● **WHAT YOU NEED TO DO**
Copy each line from the data that has the word "should" in it.

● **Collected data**
+++

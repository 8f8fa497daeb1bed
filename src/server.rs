//! # Server Configuration
//!
//! Application state, router assembly, and server startup for the
//! automations service. The public webhook routes sit behind signature
//! verification; the job triggers and credential intake sit behind operator
//! bearer auth; everything carries a request-scoped trace context.

use std::sync::Arc;

use anyhow::Context;
use axum::{
    Router,
    extract::Request,
    middleware::{self, Next},
    response::Response,
    routing::{get, post, put},
};
use sea_orm::DatabaseConnection;
use tokio_util::sync::CancellationToken;
use tower_http::{cors::CorsLayer, trace::TraceLayer};
use utoipa::{Modify, OpenApi};
use utoipa_swagger_ui::SwaggerUi;

use crate::auth;
use crate::config::AppConfig;
use crate::crypto::CryptoKey;
use crate::dispatcher::DeliveryDispatcher;
use crate::follow_gate::FollowGateScheduler;
use crate::handlers;
use crate::platforms::PlatformRegistry;
use crate::processor::EventProcessor;
use crate::telemetry::{self, TraceContext};
use crate::token_refresh::TokenRefreshService;
use crate::webhook_verification;

/// Application state containing shared resources
#[derive(Clone)]
pub struct AppState {
    pub db: DatabaseConnection,
    pub config: Arc<AppConfig>,
    pub crypto_key: CryptoKey,
    pub processor: Arc<EventProcessor>,
    pub follow_gate: Arc<FollowGateScheduler>,
    pub token_refresh: Arc<TokenRefreshService>,
}

impl AppState {
    /// Build the full component graph over one shared connection pool.
    pub fn from_config(config: Arc<AppConfig>, db: DatabaseConnection) -> anyhow::Result<Self> {
        let key_bytes = config
            .crypto_key
            .clone()
            .context("crypto key not present in configuration")?;
        let crypto_key = CryptoKey::new(key_bytes).context("initializing crypto key")?;

        let registry = PlatformRegistry::from_config(&config);
        let dispatcher = Arc::new(DeliveryDispatcher::new(
            Arc::clone(&config),
            db.clone(),
            registry.clone(),
            crypto_key.clone(),
        ));
        let processor = Arc::new(EventProcessor::new(
            Arc::clone(&config),
            db.clone(),
            registry.clone(),
            Arc::clone(&dispatcher),
            crypto_key.clone(),
        ));
        let follow_gate = Arc::new(FollowGateScheduler::new(
            Arc::clone(&config),
            db.clone(),
            registry.clone(),
            Arc::clone(&dispatcher),
            crypto_key.clone(),
        ));
        let token_refresh = Arc::new(TokenRefreshService::new(
            Arc::clone(&config),
            db.clone(),
            registry,
            crypto_key.clone(),
        ));

        Ok(Self {
            db,
            config,
            crypto_key,
            processor,
            follow_gate,
            token_refresh,
        })
    }
}

/// Attach a request-scoped trace context so log lines and error responses
/// carry a correlation id.
async fn trace_context_middleware(mut request: Request, next: Next) -> Response {
    let context = TraceContext::for_request();
    request.extensions_mut().insert(context.clone());
    telemetry::with_trace_context(context, next.run(request)).await
}

/// Creates and configures the Axum application router
pub fn create_app(state: AppState) -> Router {
    let operator_routes = Router::new()
        .route(
            "/jobs/follow-gate/run",
            post(handlers::jobs::run_follow_gate),
        )
        .route(
            "/jobs/token-refresh/run",
            post(handlers::jobs::run_token_refresh),
        )
        .route(
            "/creators/{creator_id}/credentials/{platform}",
            put(handlers::credentials::connect_credential)
                .delete(handlers::credentials::disconnect_credential),
        )
        .route_layer(middleware::from_fn_with_state(
            Arc::clone(&state.config),
            auth::auth_middleware,
        ));

    let webhook_routes = Router::new()
        .route(
            "/webhooks/{platform}/{creator_id}",
            get(handlers::webhooks::verify_subscription).post(handlers::webhooks::accept_event),
        )
        .route_layer(middleware::from_fn_with_state(
            Arc::clone(&state.config),
            webhook_verification::webhook_verification_middleware,
        ));

    Router::new()
        .route("/", get(handlers::root))
        .route("/health", get(handlers::health))
        .merge(operator_routes)
        .merge(webhook_routes)
        .with_state(state)
        .merge(SwaggerUi::new("/docs").url("/openapi.json", ApiDoc::openapi()))
        .layer(middleware::from_fn(trace_context_middleware))
        .layer(TraceLayer::new_for_http())
        .layer(CorsLayer::permissive())
}

/// Starts the server with the given configuration
pub async fn run_server(
    config: AppConfig,
    db: DatabaseConnection,
) -> Result<(), Box<dyn std::error::Error>> {
    let config = Arc::new(config);
    let state = AppState::from_config(Arc::clone(&config), db)?;
    let app = create_app(state);

    let addr = config
        .bind_addr()
        .map_err(|e| format!("Invalid server address: {}", e))?;

    let listener = tokio::net::TcpListener::bind(addr).await?;
    tracing::info!(addr = %addr, profile = %config.profile, "Server listening");

    let shutdown = CancellationToken::new();
    {
        let token = shutdown.clone();
        tokio::spawn(async move {
            wait_for_shutdown_signal().await;
            tracing::info!("Shutdown signal received; draining connections");
            token.cancel();
        });
    }

    axum::serve(listener, app)
        .with_graceful_shutdown(async move { shutdown.cancelled().await })
        .await?;

    Ok(())
}

async fn wait_for_shutdown_signal() {
    let ctrl_c = async {
        if let Err(err) = tokio::signal::ctrl_c().await {
            tracing::error!(error = %err, "Failed to install ctrl-c handler");
        }
    };

    #[cfg(unix)]
    let terminate = async {
        match tokio::signal::unix::signal(tokio::signal::unix::SignalKind::terminate()) {
            Ok(mut signal) => {
                signal.recv().await;
            }
            Err(err) => {
                tracing::error!(error = %err, "Failed to install SIGTERM handler");
            }
        }
    };

    #[cfg(not(unix))]
    let terminate = std::future::pending::<()>();

    tokio::select! {
        _ = ctrl_c => {}
        _ = terminate => {}
    }
}

/// Registers the bearer scheme the protected routes document.
struct SecurityAddon;

impl Modify for SecurityAddon {
    fn modify(&self, openapi: &mut utoipa::openapi::OpenApi) {
        use utoipa::openapi::security::{HttpAuthScheme, HttpBuilder, SecurityScheme};

        if let Some(components) = openapi.components.as_mut() {
            components.add_security_scheme(
                "bearer_auth",
                SecurityScheme::Http(HttpBuilder::new().scheme(HttpAuthScheme::Bearer).build()),
            );
        }
    }
}

/// OpenAPI documentation
#[derive(OpenApi)]
#[openapi(
    paths(
        crate::handlers::root,
        crate::handlers::health,
        crate::handlers::webhooks::verify_subscription,
        crate::handlers::webhooks::accept_event,
        crate::handlers::jobs::run_follow_gate,
        crate::handlers::jobs::run_token_refresh,
        crate::handlers::credentials::connect_credential,
        crate::handlers::credentials::disconnect_credential,
    ),
    components(schemas(
        crate::models::ServiceInfo,
        crate::error::ApiError,
        crate::handlers::webhooks::WebhookAcceptResponse,
        crate::handlers::credentials::ConnectCredentialRequest,
        crate::handlers::credentials::CredentialInfo,
        crate::follow_gate::FollowGateTickReport,
        crate::token_refresh::TokenRefreshTickReport,
    )),
    modifiers(&SecurityAddon),
    info(
        title = "Automations API",
        description = "Inbound social-event automation engine: webhook ingestion, rule matching, follow gating, and delivery dispatch",
        version = env!("CARGO_PKG_VERSION"),
    )
)]
pub struct ApiDoc;
//! # Automations Service Main Entry Point
//!
//! This is the main entry point for the automation engine service.

use automations::{config::ConfigLoader, db, server::run_server, telemetry};
use migration::{Migrator, MigratorTrait};

#[tokio::main]
async fn main() -> Result<(), Box<dyn std::error::Error>> {
    // Load configuration from layered env files and variables
    let config_loader = ConfigLoader::new();
    let config = config_loader.load()?;

    telemetry::init_tracing(&config)?;

    tracing::info!(profile = %config.profile, "Loaded configuration");
    if let Ok(redacted_json) = config.redacted_json() {
        tracing::debug!(config = %redacted_json, "Effective configuration");
    }

    let db = db::init_pool(&config).await?;
    Migrator::up(&db, None).await?;

    run_server(config, db).await
}
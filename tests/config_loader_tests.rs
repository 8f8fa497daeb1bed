//! Layered configuration loading: `.env` file precedence, process
//! environment overrides, and validation failures.

use std::{
    env, fs,
    path::PathBuf,
    sync::{Mutex, MutexGuard, OnceLock},
};

use automations::config::ConfigLoader;
use tempfile::TempDir;

const TEST_CRYPTO_KEY: &str = "YWFhYWFhYWFhYWFhYWFhYWFhYWFhYWFhYWFhYWFhYWE=";

fn env_lock() -> &'static Mutex<()> {
    static LOCK: OnceLock<Mutex<()>> = OnceLock::new();
    LOCK.get_or_init(|| Mutex::new(()))
}

fn env_guard() -> MutexGuard<'static, ()> {
    env_lock()
        .lock()
        .unwrap_or_else(|poison| poison.into_inner())
}

fn clear_env() {
    unsafe {
        env::remove_var("AUTOMATIONS_PROFILE");
        env::remove_var("AUTOMATIONS_API_BIND_ADDR");
        env::remove_var("AUTOMATIONS_LOG_LEVEL");
        env::remove_var("AUTOMATIONS_CRYPTO_KEY");
        env::remove_var("AUTOMATIONS_OPERATOR_TOKEN");
        env::remove_var("AUTOMATIONS_FOLLOW_GATE_WINDOW_HOURS");
    }
}

fn set_required_env() {
    unsafe {
        env::set_var("AUTOMATIONS_CRYPTO_KEY", TEST_CRYPTO_KEY);
        env::set_var("AUTOMATIONS_OPERATOR_TOKEN", "config-test-token");
    }
}

fn write_env_file(dir: &TempDir, name: &str, contents: &str) {
    let path = dir.path().join(name);
    fs::write(path, contents).unwrap();
}

#[test]
fn loads_defaults_when_no_env_files_present() {
    let _guard = env_guard();
    clear_env();
    set_required_env();

    let temp_dir = TempDir::new().unwrap();
    let loader = ConfigLoader::with_base_dir(PathBuf::from(temp_dir.path()));
    let cfg = loader.load().expect("config loads with defaults");

    assert_eq!(cfg.profile, "local");
    assert_eq!(cfg.api_bind_addr, "0.0.0.0:8080");
    assert_eq!(cfg.follow_gate.window_hours, 24);
    assert_eq!(cfg.dispatch.daily_send_cap, 200);
    cfg.bind_addr().expect("default bind addr parses");

    clear_env();
}

#[test]
fn layered_env_files_apply_in_order() {
    let _guard = env_guard();
    clear_env();

    let temp_dir = TempDir::new().unwrap();
    write_env_file(
        &temp_dir,
        ".env",
        "AUTOMATIONS_API_BIND_ADDR=127.0.0.1:3000\n",
    );
    write_env_file(
        &temp_dir,
        ".env.test",
        "AUTOMATIONS_API_BIND_ADDR=192.168.0.10:5000\n",
    );
    write_env_file(
        &temp_dir,
        ".env.test.local",
        "AUTOMATIONS_API_BIND_ADDR=10.0.0.5:6000\n",
    );

    // Select the profile via .env.local before profile-specific files load
    write_env_file(
        &temp_dir,
        ".env.local",
        &format!(
            "AUTOMATIONS_PROFILE=test\nAUTOMATIONS_API_BIND_ADDR=127.0.0.1:4000\nAUTOMATIONS_OPERATOR_TOKEN=layered-test-token\nAUTOMATIONS_CRYPTO_KEY={}\n",
            TEST_CRYPTO_KEY
        ),
    );

    let loader = ConfigLoader::with_base_dir(PathBuf::from(temp_dir.path()));
    let cfg = loader.load().expect("config loads with layered env files");

    assert_eq!(cfg.profile, "test");
    assert_eq!(cfg.api_bind_addr, "10.0.0.5:6000");

    clear_env();
}

#[test]
fn os_environment_has_highest_precedence() {
    let _guard = env_guard();
    clear_env();

    let temp_dir = TempDir::new().unwrap();
    write_env_file(
        &temp_dir,
        ".env",
        "AUTOMATIONS_API_BIND_ADDR=127.0.0.1:3000\nAUTOMATIONS_OPERATOR_TOKEN=file-token\n",
    );

    set_required_env();
    unsafe {
        env::set_var("AUTOMATIONS_API_BIND_ADDR", "0.0.0.0:9090");
        env::set_var("AUTOMATIONS_FOLLOW_GATE_WINDOW_HOURS", "48");
    }

    let loader = ConfigLoader::with_base_dir(PathBuf::from(temp_dir.path()));
    let cfg = loader.load().expect("config loads with env override");
    assert_eq!(cfg.api_bind_addr, "0.0.0.0:9090");
    assert_eq!(cfg.follow_gate.window_hours, 48);

    clear_env();
}

#[test]
fn invalid_bind_addr_returns_error() {
    let _guard = env_guard();
    clear_env();
    set_required_env();

    let temp_dir = TempDir::new().unwrap();
    unsafe {
        env::set_var("AUTOMATIONS_API_BIND_ADDR", "not-an-addr");
    }

    let loader = ConfigLoader::with_base_dir(PathBuf::from(temp_dir.path()));
    let err = loader.load().expect_err("invalid bind addr should fail");
    assert!(format!("{}", err).contains("invalid api bind address"));

    clear_env();
}

#[test]
fn malformed_crypto_key_returns_error() {
    let _guard = env_guard();
    clear_env();

    let temp_dir = TempDir::new().unwrap();
    unsafe {
        env::set_var("AUTOMATIONS_OPERATOR_TOKEN", "config-test-token");
        env::set_var("AUTOMATIONS_CRYPTO_KEY", "not base64!!");
    }

    let loader = ConfigLoader::with_base_dir(PathBuf::from(temp_dir.path()));
    let err = loader.load().expect_err("malformed key should fail");
    assert!(format!("{}", err).contains("base64"));

    clear_env();
}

+++

● **RESULT BELOW**
    let err = loader.load().expect_err("invalid bind addr should fail");
    let err = loader.load().expect_err("malformed key should fail");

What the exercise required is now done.